More and more movement data of people, vehicles, goods, and animals is becoming available. Developments in intelligent transportation systems specifically have been sparked by the availability of cheap GPS receivers and many models have been built that leverage floating car data (FCD) to classify traffic situations (for example, using visual analysis (Graser et al. 2012)), predict traffic speeds (for example, using linear regression models (Graser et al. 2016)), or detect movement anomalies (for example, using Gaussian mixture models (Graser & Widhalm 2018)). Beyond transportation, Valletta et al. (2017) describe applications of machine learning in animal movement and behavior.

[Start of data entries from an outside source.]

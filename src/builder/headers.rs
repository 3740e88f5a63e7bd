//! Runtime headers, import libraries and bundled assets
//!
//! Downloads land in the shared cache and are reused across projects; the
//! unpacked copies live in each work directory.

use super::BuildError;
use super::cmake::WindowsLink;
use crate::download::Fetcher;
use std::fs;
use std::path::{Path, PathBuf};

/// Files written to `<work>/assets` and exposed through `CMAKE_MODULE_PATH`
const ASSETS: &[(&str, &str)] = &[
    ("win_delay_hook.c", include_str!("../../assets/win_delay_hook.c")),
    ("FindAddonKit.cmake", include_str!("../../assets/FindAddonKit.cmake")),
];

/// `node-v<ver>-headers.tar.gz`
#[must_use]
pub fn headers_archive_name(version: &str) -> String {
    format!("node-v{version}-headers.tar.gz")
}

#[must_use]
pub fn headers_url(dist_url: &str, version: &str) -> String {
    format!("{dist_url}/v{version}/{}", headers_archive_name(version))
}

/// Cache name for the import library of one version and architecture
#[must_use]
pub fn import_library_name(version: &str, arch: &str) -> String {
    format!("node_v{version}_{arch}.lib")
}

/// Download location of `node.lib`, which only exists for Windows builds of
/// ia32, x64 and arm64.
pub fn import_library_url(dist_url: &str, version: &str, arch: &str) -> Result<String, BuildError> {
    let dir = match arch {
        "ia32" => "win-x86",
        "x64" => "win-x64",
        "arm64" => "win-arm64",
        other => return Err(BuildError::UnsupportedArchitecture(other.to_string())),
    };

    Ok(format!("{dist_url}/v{version}/{dir}/node.lib"))
}

/// Make the runtime headers available and return the include directory.
///
/// An API directory from the descriptor is used as-is; otherwise the
/// official headers archive is fetched into the cache (once) and unpacked
/// into `<work>/headers`.
pub async fn provision_headers(
    fetcher: &Fetcher,
    api_dir: Option<&Path>,
    cache_dir: &Path,
    work_dir: &Path,
    dist_url: &str,
    version: &str,
) -> Result<PathBuf, BuildError> {
    if let Some(api) = api_dir {
        crate::debug!("Using API headers from {}", api.display());
        return Ok(api.join("include"));
    }

    let archive = cache_dir.join(headers_archive_name(version));
    fetch_if_missing(fetcher, &headers_url(dist_url, version), &archive).await?;

    let dest = work_dir.join("headers");
    crate::archive::extract_targz(&archive, &dest, 1).await?;

    Ok(dest.join("include").join("node"))
}

/// Work out how a Windows build links against the runtime.
///
/// With an API directory the bundled module definition file is used;
/// otherwise `node.lib` is fetched into the cache and copied to
/// `<work>/node.lib`.
pub async fn provision_import_library(
    fetcher: &Fetcher,
    api_dir: Option<&Path>,
    cache_dir: &Path,
    work_dir: &Path,
    dist_url: &str,
    version: &str,
    arch: &str,
) -> Result<WindowsLink, BuildError> {
    let dest = work_dir.join("node.lib");

    if let Some(api) = api_dir {
        return Ok(WindowsLink {
            def: Some(api.join("def").join("node_api.def")),
            lib: dest,
        });
    }

    let url = import_library_url(dist_url, version, arch)?;
    let cached = cache_dir.join(import_library_name(version, arch));
    fetch_if_missing(fetcher, &url, &cached).await?;

    tokio::fs::copy(&cached, &dest)
        .await
        .map_err(BuildError::wrap_io(format!("copy {}", cached.display())))?;

    Ok(WindowsLink {
        def: None,
        lib: dest,
    })
}

/// Write the bundled assets into `<work>/assets` and return that directory.
pub fn write_assets(work_dir: &Path) -> Result<PathBuf, BuildError> {
    let dir = work_dir.join("assets");
    fs::create_dir_all(&dir).map_err(BuildError::wrap_io(format!("create {}", dir.display())))?;

    for (name, contents) in ASSETS {
        let path = dir.join(name);
        fs::write(&path, contents).map_err(BuildError::wrap_io(format!("write {}", path.display())))?;
    }

    Ok(dir)
}

async fn fetch_if_missing(fetcher: &Fetcher, url: &str, dest: &Path) -> Result<(), BuildError> {
    if dest.exists() {
        crate::debug!("Using cached {}", dest.display());
        return Ok(());
    }

    if let Some(parent) = dest.parent() {
        tokio::fs::create_dir_all(parent)
            .await
            .map_err(BuildError::wrap_io(format!("create {}", parent.display())))?;
    }

    fetcher.download(url, dest).await?;
    Ok(())
}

Of course deep learning is making its way into movement data analysis as well. For example, Wang et al. (2018) and Kudinov (2018) trained neural networks to predict travel times in a transport networks. In contrast to conventional travel time prediction models (based on street graphs with associated speeds or travel times), these are considerably more computationally intensive. Kudinov (2018) for example, used 300 million simulated trips (start and end location, start time, and trip duration) as input and “spent about eight months of running one of the GP100 cards 24-7 in a search for an efficient architecture, spatial and statistical distributions of the training set, good values for multiple hyperparameters”.  More recently, Zhang et al. (2019) (at Microsoft Research Asia) used deep learning to predict flows in spatio-temporal networks. It remains to be seen if deep learning will manage to out-perform classical machine learning approaches for predictions in the transportation sector.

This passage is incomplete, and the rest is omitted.